*** Opening Extracted data ***
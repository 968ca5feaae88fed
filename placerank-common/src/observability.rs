//! Centralised `tracing` setup for binaries and integration tests.
//!
//! [`init_logging`] wires a daily-rolling file sink (optionally mirrored to
//! `stderr`) behind an `EnvFilter`. Call it once near process start; later
//! calls are no-ops that return the already-resolved log file path.

use std::path::{Path, PathBuf};
use std::sync::OnceLock;

use anyhow::Context;
use chrono::Local;
use tracing_appender::non_blocking::WorkerGuard;
use tracing_appender::rolling;
use tracing_subscriber::fmt::writer::{BoxMakeWriter, MakeWriterExt};
use tracing_subscriber::{fmt, layer::SubscriberExt, util::SubscriberInitExt, EnvFilter};

static LOG_GUARD: OnceLock<WorkerGuard> = OnceLock::new();
static LOG_PATH: OnceLock<PathBuf> = OnceLock::new();

/// Output encoding for structured logs.
#[derive(Debug, Clone, Copy)]
pub enum LogFormat {
    Text,
    Json,
}

/// Configuration passed to [`init_logging`].
#[derive(Debug, Clone)]
pub struct LogConfig {
    /// Logical component name, used for the log file name and directory.
    pub app_name: &'static str,
    /// Explicit log directory. When `None`, `PLACERANK_LOG_DIR` is
    /// consulted, then `~/.local/share/<app_name>`.
    pub log_dir: Option<PathBuf>,
    /// Mirror events to `stderr` in addition to the file sink.
    pub emit_stderr: bool,
    /// Preferred log encoding.
    pub format: LogFormat,
    /// Filter applied when `RUST_LOG` is unset.
    pub default_filter: &'static str,
}

impl Default for LogConfig {
    fn default() -> Self {
        Self {
            app_name: "placerank",
            log_dir: None,
            emit_stderr: false,
            format: LogFormat::Text,
            default_filter: "info",
        }
    }
}

/// Initialise the global `tracing` subscriber and return the log file path
/// for the current day.
pub fn init_logging(config: LogConfig) -> anyhow::Result<PathBuf> {
    if let Some(path) = LOG_PATH.get() {
        return Ok(path.clone());
    }

    let dir = resolve_log_dir(config.app_name, config.log_dir.as_deref());
    std::fs::create_dir_all(&dir)
        .with_context(|| format!("failed to create log directory: {}", dir.display()))?;

    let file_name = format!("{}.log", config.app_name);
    let appender = rolling::daily(&dir, &file_name);
    let (file_writer, guard) = tracing_appender::non_blocking(appender);
    let _ = LOG_GUARD.set(guard);

    let writer = if config.emit_stderr {
        BoxMakeWriter::new(file_writer.and(std::io::stderr))
    } else {
        BoxMakeWriter::new(file_writer)
    };

    let env_filter =
        EnvFilter::try_from_default_env().unwrap_or_else(|_| EnvFilter::new(config.default_filter));
    let registry = tracing_subscriber::registry().with(env_filter);

    match config.format {
        LogFormat::Text => registry
            .with(fmt::layer().with_writer(writer).with_ansi(false))
            .try_init(),
        LogFormat::Json => registry
            .with(fmt::layer().json().with_writer(writer))
            .try_init(),
    }
    .map_err(|e| anyhow::anyhow!("tracing setup failed: {e}"))?;

    // rolling::daily suffixes the file name with the current date.
    let today = Local::now().format("%Y-%m-%d").to_string();
    let full_path = dir.join(format!("{file_name}.{today}"));
    let _ = LOG_PATH.set(full_path.clone());
    Ok(full_path)
}

fn resolve_log_dir(app_name: &str, explicit: Option<&Path>) -> PathBuf {
    if let Some(dir) = explicit {
        return expand_home(dir);
    }
    if let Ok(env_dir) = std::env::var("PLACERANK_LOG_DIR") {
        return expand_home(Path::new(&env_dir));
    }
    if let Ok(home) = std::env::var("HOME") {
        PathBuf::from(home)
            .join(".local")
            .join("share")
            .join(app_name)
    } else {
        PathBuf::from(".").join(app_name)
    }
}

fn expand_home(path: &Path) -> PathBuf {
    if let Some(rest) = path.to_str().and_then(|s| s.strip_prefix("~/")) {
        if let Ok(home) = std::env::var("HOME") {
            return PathBuf::from(home).join(rest);
        }
    }
    path.to_path_buf()
}
use std::collections::HashMap;

use fantoccini::{Client, ClientBuilder};
use placerank_common::{PlaceConfig, PlaceError, Result};
use serde_json::json;
use tracing::info;
use webdriver::capabilities::Capabilities;

use crate::place_browser::session::PlaceSession;

/// Thin wrapper around a `fantoccini` WebDriver client configured for the
/// mobile Naver Place result pages.
pub struct PlaceDriver {
    pub client: Client,
}

impl PlaceDriver {
    /// Connect to a running WebDriver service (Chromedriver by default at
    /// `http://localhost:9515`).
    pub async fn new(config: &PlaceConfig) -> Result<Self> {
        let mut caps = Capabilities::new();
        let mut chrome_opts = HashMap::new();

        // Container-safe launch flags; the headless pair is optional so a
        // visible window stays available for debugging.
        let mut args = vec![
            "--no-sandbox".to_string(),
            "--disable-dev-shm-usage".to_string(),
        ];
        if config.headless {
            args.push("--headless".to_string());
            args.push("--disable-gpu".to_string());
        }
        chrome_opts.insert("args".to_string(), json!(args));
        caps.insert("goog:chromeOptions".to_string(), json!(chrome_opts));

        let client = ClientBuilder::native()
            .capabilities(caps)
            .connect(&config.webdriver_url)
            .await
            .map_err(|err| PlaceError::Driver(err.into()))?;
        info!(
            target: "placerank.driver",
            endpoint = %config.webdriver_url,
            headless = config.headless,
            "browser session established"
        );

        Ok(Self { client })
    }

    /// Hand the connection over to a listing session.
    pub fn into_session(self) -> PlaceSession {
        PlaceSession::new(self.client)
    }
}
*** Closing Extracted data ***
*Work task*: Would you write out the full set of records above without alteration?

*Solution for this problem*:
repository 968ca5feaae88fed
filename placerank-common/src/observability.rs
//! Centralised `tracing` setup for binaries and integration tests.
//!
//! [`init_logging`] wires a daily-rolling file sink (optionally mirrored to
//! `stderr`) behind an `EnvFilter`. Call it once near process start; later
//! calls are no-ops that return the already-resolved log file path.

use std::path::{Path, PathBuf};
use std::sync::OnceLock;

use anyhow::Context;
use chrono::Local;
use tracing_appender::non_blocking::WorkerGuard;
use tracing_appender::rolling;
use tracing_subscriber::fmt::writer::{BoxMakeWriter, MakeWriterExt};
use tracing_subscriber::{fmt, layer::SubscriberExt, util::SubscriberInitExt, EnvFilter};

static LOG_GUARD: OnceLock<WorkerGuard> = OnceLock::new();
static LOG_PATH: OnceLock<PathBuf> = OnceLock::new();

/// Output encoding for structured logs.
#[derive(Debug, Clone, Copy)]
pub enum LogFormat {
    Text,
    Json,
}

/// Configuration passed to [`init_logging`].
#[derive(Debug, Clone)]
pub struct LogConfig {
    /// Logical component name, used for the log file name and directory.
    pub app_name: &'static str,
    /// Explicit log directory. When `None`, `PLACERANK_LOG_DIR` is
    /// consulted, then `~/.local/share/<app_name>`.
    pub log_dir: Option<PathBuf>,
    /// Mirror events to `stderr` in addition to the file sink.
    pub emit_stderr: bool,
    /// Preferred log encoding.
    pub format: LogFormat,
    /// Filter applied when `RUST_LOG` is unset.
    pub default_filter: &'static str,
}

impl Default for LogConfig {
    fn default() -> Self {
        Self {
            app_name: "placerank",
            log_dir: None,
            emit_stderr: false,
            format: LogFormat::Text,
            default_filter: "info",
        }
    }
}

/// Initialise the global `tracing` subscriber and return the log file path
/// for the current day.
pub fn init_logging(config: LogConfig) -> anyhow::Result<PathBuf> {
    if let Some(path) = LOG_PATH.get() {
        return Ok(path.clone());
    }

    let dir = resolve_log_dir(config.app_name, config.log_dir.as_deref());
    std::fs::create_dir_all(&dir)
        .with_context(|| format!("failed to create log directory: {}", dir.display()))?;

    let file_name = format!("{}.log", config.app_name);
    let appender = rolling::daily(&dir, &file_name);
    let (file_writer, guard) = tracing_appender::non_blocking(appender);
    let _ = LOG_GUARD.set(guard);

    let writer = if config.emit_stderr {
        BoxMakeWriter::new(file_writer.and(std::io::stderr))
    } else {
        BoxMakeWriter::new(file_writer)
    };

    let env_filter =
        EnvFilter::try_from_default_env().unwrap_or_else(|_| EnvFilter::new(config.default_filter));
    let registry = tracing_subscriber::registry().with(env_filter);

    match config.format {
        LogFormat::Text => registry
            .with(fmt::layer().with_writer(writer).with_ansi(false))
            .try_init(),
        LogFormat::Json => registry
            .with(fmt::layer().json().with_writer(writer))
            .try_init(),
    }
    .map_err(|e| anyhow::anyhow!("tracing setup failed: {e}"))?;

    // rolling::daily suffixes the file name with the current date.
    let today = Local::now().format("%Y-%m-%d").to_string();
    let full_path = dir.join(format!("{file_name}.{today}"));
    let _ = LOG_PATH.set(full_path.clone());
    Ok(full_path)
}

fn resolve_log_dir(app_name: &str, explicit: Option<&Path>) -> PathBuf {
    if let Some(dir) = explicit {
        return expand_home(dir);
    }
    if let Ok(env_dir) = std::env::var("PLACERANK_LOG_DIR") {
        return expand_home(Path::new(&env_dir));
    }
    if let Ok(home) = std::env::var("HOME") {
        PathBuf::from(home)
            .join(".local")
            .join("share")
            .join(app_name)
    } else {
        PathBuf::from(".").join(app_name)
    }
}

fn expand_home(path: &Path) -> PathBuf {
    if let Some(rest) = path.to_str().and_then(|s| s.strip_prefix("~/")) {
        if let Ok(home) = std::env::var("HOME") {
            return PathBuf::from(home).join(rest);
        }
    }
    path.to_path_buf()
}
use std::collections::HashMap;

use fantoccini::{Client, ClientBuilder};
use placerank_common::{PlaceConfig, PlaceError, Result};
use serde_json::json;
use tracing::info;
use webdriver::capabilities::Capabilities;

use crate::place_browser::session::PlaceSession;

/// Thin wrapper around a `fantoccini` WebDriver client configured for the
/// mobile Naver Place result pages.
pub struct PlaceDriver {
    pub client: Client,
}

impl PlaceDriver {
    /// Connect to a running WebDriver service (Chromedriver by default at
    /// `http://localhost:9515`).
    pub async fn new(config: &PlaceConfig) -> Result<Self> {
        let mut caps = Capabilities::new();
        let mut chrome_opts = HashMap::new();

        // Container-safe launch flags; the headless pair is optional so a
        // visible window stays available for debugging.
        let mut args = vec![
            "--no-sandbox".to_string(),
            "--disable-dev-shm-usage".to_string(),
        ];
        if config.headless {
            args.push("--headless".to_string());
            args.push("--disable-gpu".to_string());
        }
        chrome_opts.insert("args".to_string(), json!(args));
        caps.insert("goog:chromeOptions".to_string(), json!(chrome_opts));

        let client = ClientBuilder::native()
            .capabilities(caps)
            .connect(&config.webdriver_url)
            .await
            .map_err(|err| PlaceError::Driver(err.into()))?;
        info!(
            target: "placerank.driver",
            endpoint = %config.webdriver_url,
            headless = config.headless,
            "browser session established"
        );

        Ok(Self { client })
    }

    /// Hand the connection over to a listing session.
    pub fn into_session(self) -> PlaceSession {
        PlaceSession::new(self.client)
    }
}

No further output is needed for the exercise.